Purpose/Objective(s): Tumor hypoxia significantly limits cancer treatment efficacy, promoting resistance to radiation therapy and chemotherapy. Radiation therapy requires oxygen to generate DNA-damaging free radicals. Overcoming hypoxia is crucial for improving treatment outcomes, particularly in highly hypoxic tumors. Conventional oxygenation strategies—such as hyperbaric oxygen or carbogen—suffer from transient effects, suboptimal delivery, and systemic toxicity. This study evaluates the therapeutic potential of Gas-Entrapping Materials (GeMs) for localized and sustained oxygen release, aiming to enhance tumor oxygenation, improve radiation and chemotherapy efficacy, and ultimately optimize solid tumor treatment.

Materials/Methods: To evaluate Oxygen Gas-Entrapping Materials (O2-GeMs) as an adjunct to radiation, efficacy studies were conducted in a syngeneic MPNST mouse model (n=7/arm). Foam O2-GeMs were selected for their efficient oxygen release and ease of injection. MPNST cells were isolated from harvested tumors, enzymatically dissociated, filtered, and cultured. Intramuscular tumors were established by injecting 1.25 × 105 cells into the gastrocnemius, while subcutaneous MPNST tumors were generated via flank injections of 3 × 105 cells. Intratumoral oxygen diffusion was measured using an Oxylite pO₂ and temperature monitor (Oxford Optronix, UK), with the sensor inserted into the tumor via an 18-gauge angiocath. C57BL6/J mice under isoflurane anesthesia received 50 µL of 99.5% O₂ foam pressurized at 200 PSI via intratumoral injection 30 min, 1 h, 6 h, and 24 h before measurements. To enhance local oxygenation, at a median tumor size of ~200 mm³, 50 µL of O2-GeMs were injected intratumorally before irradiation. Mice in a second cohort were treated with hyperbaric oxygen therapy (HBOT) at 3 ATM (the equivalent of a dive to 66 feet), with 3 cycles of 100% O₂ for 30 min, followed by a 5-min break at room air prior to radiation. Mice in a third cohort were administered tirapazamine (0.12 mmol/kg/day) 30 minutes prior to irradiation. Controls were radiation alone, O₂-GeMs, HBOT, tirapazamine, and no treatment. Tumor growth was monitored biweekly, with terminal volumes set at 1500 mm³ (MPNST). Using a Small Animal Radiation Research Platform (SARRP), MPNST-bearing mice received 15 Gy (1 fraction)—equivalent to preoperative sarcoma treatment in humans.
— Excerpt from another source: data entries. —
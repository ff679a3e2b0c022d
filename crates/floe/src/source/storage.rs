//! Parquet access over a storage provider.
//!
//! Footers and row groups are fetched with ranged reads, so neither schema
//! inference nor sync downloads a whole file up front.

use std::time::Instant;

use arrow::datatypes::SchemaRef;
use async_trait::async_trait;
use futures::{StreamExt, TryStreamExt};
use object_store::path::Path;
use parquet::arrow::ParquetRecordBatchStreamBuilder;
use parquet::arrow::async_reader::ParquetObjectReader;
use parquet::errors::ParquetError;
use snafu::prelude::*;
use tracing::debug;

use floe_core::emit;
use floe_core::metrics::events::{
    RequestStatus, StorageOperation, StorageRequest, StorageRequestDuration,
};

use super::{BatchStream, ObjectCatalog, ObjectDescriptor, StorageProvider};
use crate::error::{OpenSnafu, ParquetFooterSnafu, ReaderError, SchemaError, StorageError};

/// Reader over one listed object. The listed path is already encoded.
fn parquet_reader(
    storage: &StorageProvider,
    object: &ObjectDescriptor,
) -> Result<ParquetObjectReader, ParquetError> {
    let path = Path::parse(&object.path).map_err(|e| ParquetError::External(Box::new(e)))?;
    let location = storage.qualify_path(&path).into_owned();
    Ok(ParquetObjectReader::new(storage.object_store(), location)
        .with_file_size(object.size_bytes))
}

async fn open_parquet(
    storage: &StorageProvider,
    object: &ObjectDescriptor,
) -> Result<ParquetRecordBatchStreamBuilder<ParquetObjectReader>, ParquetError> {
    let start = Instant::now();
    let result = match parquet_reader(storage, object) {
        Ok(reader) => ParquetRecordBatchStreamBuilder::new(reader).await,
        Err(e) => Err(e),
    };

    let status = if result.is_ok() {
        RequestStatus::Success
    } else {
        RequestStatus::Error
    };
    emit!(StorageRequest {
        operation: StorageOperation::Read,
        status,
    });
    emit!(StorageRequestDuration {
        operation: StorageOperation::Read,
        duration: start.elapsed(),
    });

    result
}

#[async_trait]
impl ObjectCatalog for StorageProvider {
    async fn list_objects(&self, prefix: &str) -> Result<Vec<ObjectDescriptor>, StorageError> {
        StorageProvider::list_objects(self, prefix).await
    }

    async fn read_columns(&self, object: &ObjectDescriptor) -> Result<SchemaRef, SchemaError> {
        let builder = open_parquet(self, object)
            .await
            .context(ParquetFooterSnafu { path: &object.path })?;

        debug!(
            path = %object.path,
            columns = builder.schema().fields().len(),
            row_groups = builder.metadata().num_row_groups(),
            "Read parquet footer"
        );

        Ok(builder.schema().clone())
    }

    async fn read_batches(
        &self,
        object: &ObjectDescriptor,
        batch_size: usize,
    ) -> Result<BatchStream, ReaderError> {
        let stream = open_parquet(self, object)
            .await
            .context(OpenSnafu { path: &object.path })?
            .with_batch_size(batch_size)
            .build()
            .context(OpenSnafu { path: &object.path })?;

        let path = object.path.clone();
        Ok(stream
            .map_err(move |source| ReaderError::Decode {
                path: path.clone(),
                source,
            })
            .boxed())
    }
}
//! JSON-schema model for discovered streams.
//!
//! - `types`: Storage type names and their JSON type mapping
//! - `inference`: Schema inference from file footers

pub mod inference;
pub mod types;

use std::collections::{BTreeMap, BTreeSet};
use std::fmt;

use serde::{Deserialize, Deserializer, Serialize, Serializer};

pub use inference::{SchemaCache, infer_schema};
pub use types::{StorageType, unsupported_column};

/// Primitive JSON type a field may hold.
///
/// The declaration order is the order types appear in a field's union.
#[derive(Debug, Clone, Copy, PartialEq, Eq, PartialOrd, Ord, Hash, Serialize, Deserialize)]
#[serde(rename_all = "lowercase")]
pub enum JsonType {
    Boolean,
    Number,
    String,
    Array,
    Object,
    Null,
}

impl JsonType {
    pub fn as_str(&self) -> &'static str {
        match self {
            JsonType::Boolean => "boolean",
            JsonType::Number => "number",
            JsonType::String => "string",
            JsonType::Array => "array",
            JsonType::Object => "object",
            JsonType::Null => "null",
        }
    }
}

impl fmt::Display for JsonType {
    fn fmt(&self, f: &mut fmt::Formatter<'_>) -> fmt::Result {
        f.write_str(self.as_str())
    }
}

/// Schema of a single field: a union of permitted JSON types.
///
/// Serialized as `{"type": [...]}`; a bare string is accepted when reading
/// a hand-edited catalog.
#[derive(Debug, Clone, PartialEq, Eq, Default)]
pub struct FieldSchema {
    types: BTreeSet<JsonType>,
}

impl FieldSchema {
    /// A field permitting `declared` or null.
    pub fn nullable(declared: JsonType) -> Self {
        Self::from_types([declared, JsonType::Null])
    }

    pub fn from_types(types: impl IntoIterator<Item = JsonType>) -> Self {
        Self {
            types: types.into_iter().collect(),
        }
    }

    /// Permitted types in union order.
    pub fn types(&self) -> impl Iterator<Item = JsonType> + '_ {
        self.types.iter().copied()
    }

    pub fn permits(&self, json_type: JsonType) -> bool {
        self.types.contains(&json_type)
    }
}

impl fmt::Display for FieldSchema {
    fn fmt(&self, f: &mut fmt::Formatter<'_>) -> fmt::Result {
        let names: Vec<_> = self.types.iter().map(JsonType::as_str).collect();
        f.write_str(&names.join("|"))
    }
}

#[derive(Serialize)]
struct FieldSchemaRepr<'a> {
    #[serde(rename = "type")]
    types: Vec<&'a JsonType>,
}

#[derive(Deserialize)]
#[serde(untagged)]
enum TypeDecl {
    One(JsonType),
    Many(Vec<JsonType>),
}

#[derive(Deserialize)]
struct FieldSchemaInput {
    #[serde(rename = "type")]
    types: TypeDecl,
}

impl Serialize for FieldSchema {
    fn serialize<S: Serializer>(&self, serializer: S) -> Result<S::Ok, S::Error> {
        FieldSchemaRepr {
            types: self.types.iter().collect(),
        }
        .serialize(serializer)
    }
}

impl<'de> Deserialize<'de> for FieldSchema {
    fn deserialize<D: Deserializer<'de>>(deserializer: D) -> Result<Self, D::Error> {
        let input = FieldSchemaInput::deserialize(deserializer)?;
        Ok(match input.types {
            TypeDecl::One(json_type) => FieldSchema::from_types([json_type]),
            TypeDecl::Many(types) => FieldSchema::from_types(types),
        })
    }
}

fn object_type() -> String {
    "object".to_string()
}

/// Inferred schema of a stream: an object with one property per column.
#[derive(Debug, Clone, PartialEq, Eq, Serialize, Deserialize)]
pub struct InferredSchema {
    #[serde(rename = "type", default = "object_type")]
    pub schema_type: String,
    #[serde(default)]
    pub properties: BTreeMap<String, FieldSchema>,
}

impl Default for InferredSchema {
    fn default() -> Self {
        Self {
            schema_type: object_type(),
            properties: BTreeMap::new(),
        }
    }
}

impl InferredSchema {
    pub fn field(&self, name: &str) -> Option<&FieldSchema> {
        self.properties.get(name)
    }

    pub fn field_names(&self) -> impl Iterator<Item = &str> {
        self.properties.keys().map(String::as_str)
    }

    pub fn is_empty(&self) -> bool {
        self.properties.is_empty()
    }
}
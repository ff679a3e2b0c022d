//! Access to the objects backing each table.
//!
//! - `matcher`: Resolves a table configuration to its matching files
//! - `storage`: [`ObjectCatalog`] over a [`StorageProvider`]
//! - `rows`: Record batch projection, normalization and conversion to JSON rows

pub mod matcher;
pub mod rows;
pub mod storage;

use arrow::array::RecordBatch;
use arrow::datatypes::SchemaRef;
use async_trait::async_trait;
use futures::stream::BoxStream;

use crate::error::{ReaderError, SchemaError, StorageError};

pub use floe_core::{ObjectDescriptor, StorageProvider};
pub use matcher::TableMatcher;
pub use rows::{Row, batch_to_rows, normalize_batch, project_batch};

/// Lazy, finite sequence of record batches read from one file.
pub type BatchStream = BoxStream<'static, Result<RecordBatch, ReaderError>>;

/// Object storage as seen by discovery and sync.
///
/// Calls are awaited one at a time; implementations need not support
/// concurrent use.
#[async_trait]
pub trait ObjectCatalog: Send + Sync {
    /// List objects whose path starts with `prefix`, with size and
    /// last-modified time.
    async fn list_objects(&self, prefix: &str) -> Result<Vec<ObjectDescriptor>, StorageError>;

    /// Read a file's column names and types from its footer.
    async fn read_columns(&self, object: &ObjectDescriptor) -> Result<SchemaRef, SchemaError>;

    /// Open a file as a stream of record batches of at most `batch_size` rows.
    ///
    /// The stream is not restartable; re-reading starts from the beginning.
    async fn read_batches(
        &self,
        object: &ObjectDescriptor,
        batch_size: usize,
    ) -> Result<BatchStream, ReaderError>;
}
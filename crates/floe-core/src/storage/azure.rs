//! Azure Blob Storage / ADLS Gen2 backend.

use object_store::azure::MicrosoftAzureBuilder;
use object_store::path::Path;
use object_store::{ObjectStore, RetryConfig};
use snafu::prelude::*;
use std::collections::HashMap;
use std::sync::Arc;
use tracing::debug;

use crate::error::{AzureConfigSnafu, StorageError};

use super::{BackendConfig, StorageProvider};

/// Azure Blob Storage configuration.
#[derive(Debug, Clone, PartialEq, Eq)]
pub struct AzureConfig {
    pub account: String,
    pub container: String,
    pub key: Option<Path>,
}

impl StorageProvider {
    /// `options` are `object_store` Azure config keys (e.g.
    /// `azure_storage_account_key`), applied over the environment.
    pub(super) async fn construct_azure(
        config: AzureConfig,
        options: HashMap<String, String>,
    ) -> Result<Self, StorageError> {
        let mut builder = MicrosoftAzureBuilder::from_env()
            .with_account(&config.account)
            .with_container_name(&config.container)
            .with_retry(RetryConfig::default());

        for (key, value) in &options {
            builder = builder.with_config(key.parse().context(AzureConfigSnafu)?, value.clone());
        }

        let root = format!(
            "abfss://{}@{}.dfs.core.windows.net",
            config.container, config.account
        );
        let canonical_url = match &config.key {
            Some(key) => format!("{root}/{key}"),
            None => root,
        };
        debug!(url = %canonical_url, options = options.len(), "Building Azure store");

        let object_store: Arc<dyn ObjectStore> =
            Arc::new(builder.build().context(AzureConfigSnafu)?);

        Ok(Self {
            config: BackendConfig::Azure(config),
            object_store,
            canonical_url,
        })
    }
}
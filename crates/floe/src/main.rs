//! Floe CLI: discovery and incremental sync of parquet files in object storage.

use std::process::ExitCode;

use clap::Parser;
use tracing::info;

use floe::{
    Catalog, CliArgs, Config, JsonLinesEmitter, Mode, StorageProvider, SyncState, TapError,
    discover, init_tracing, sync,
};

#[tokio::main(flavor = "current_thread")]
async fn main() -> ExitCode {
    let args = CliArgs::parse();
    init_tracing(args.log_level.as_filter());

    match run(args).await {
        Ok(()) => ExitCode::SUCCESS,
        Err(e) => {
            eprintln!("Error: {e}");
            ExitCode::FAILURE
        }
    }
}

async fn run(args: CliArgs) -> Result<(), TapError> {
    let config = Config::from_file(&args.config)?;

    match args.mode() {
        Mode::Discover => {
            let storage = connect(&config).await?;
            let catalog = discover(&config, &storage).await?;
            catalog.write_pretty(std::io::stdout().lock())?;
        }
        Mode::Sync { catalog, state } => {
            let catalog = Catalog::from_file(&catalog)?;
            let state = state.map(SyncState::from_file).unwrap_or_default();
            let storage = connect(&config).await?;

            let mut emitter = JsonLinesEmitter::new(std::io::stdout().lock());
            sync(&config, &storage, &catalog, state, &mut emitter).await?;
        }
    }

    Ok(())
}

async fn connect(config: &Config) -> Result<StorageProvider, TapError> {
    let storage =
        StorageProvider::for_url_with_options(&config.bucket_url(), config.storage_options.clone())
            .await?;
    info!(
        bucket = %storage.canonical_url(),
        tables = config.tables.len(),
        "Connected to storage"
    );
    Ok(storage)
}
Results: Intratumorally injected foam O2-GeM led to elevated tumoral oxygen partial pressures for greater than 1 day. When combined with radiation (15 Gy), foam O2-GeM significantly inhibited tumor growth, extending survival from 13 days (control) to 25 days. ?-H2AX staining showed greater DNA damage in O2-GeM + radiation-treated tumors.

Conclusion: These findings highlight O2-GeMs as a promising strategy to overcome tumor hypoxia, enhance radiotherapy efficacy, and improve survival outcomes in solid tumors.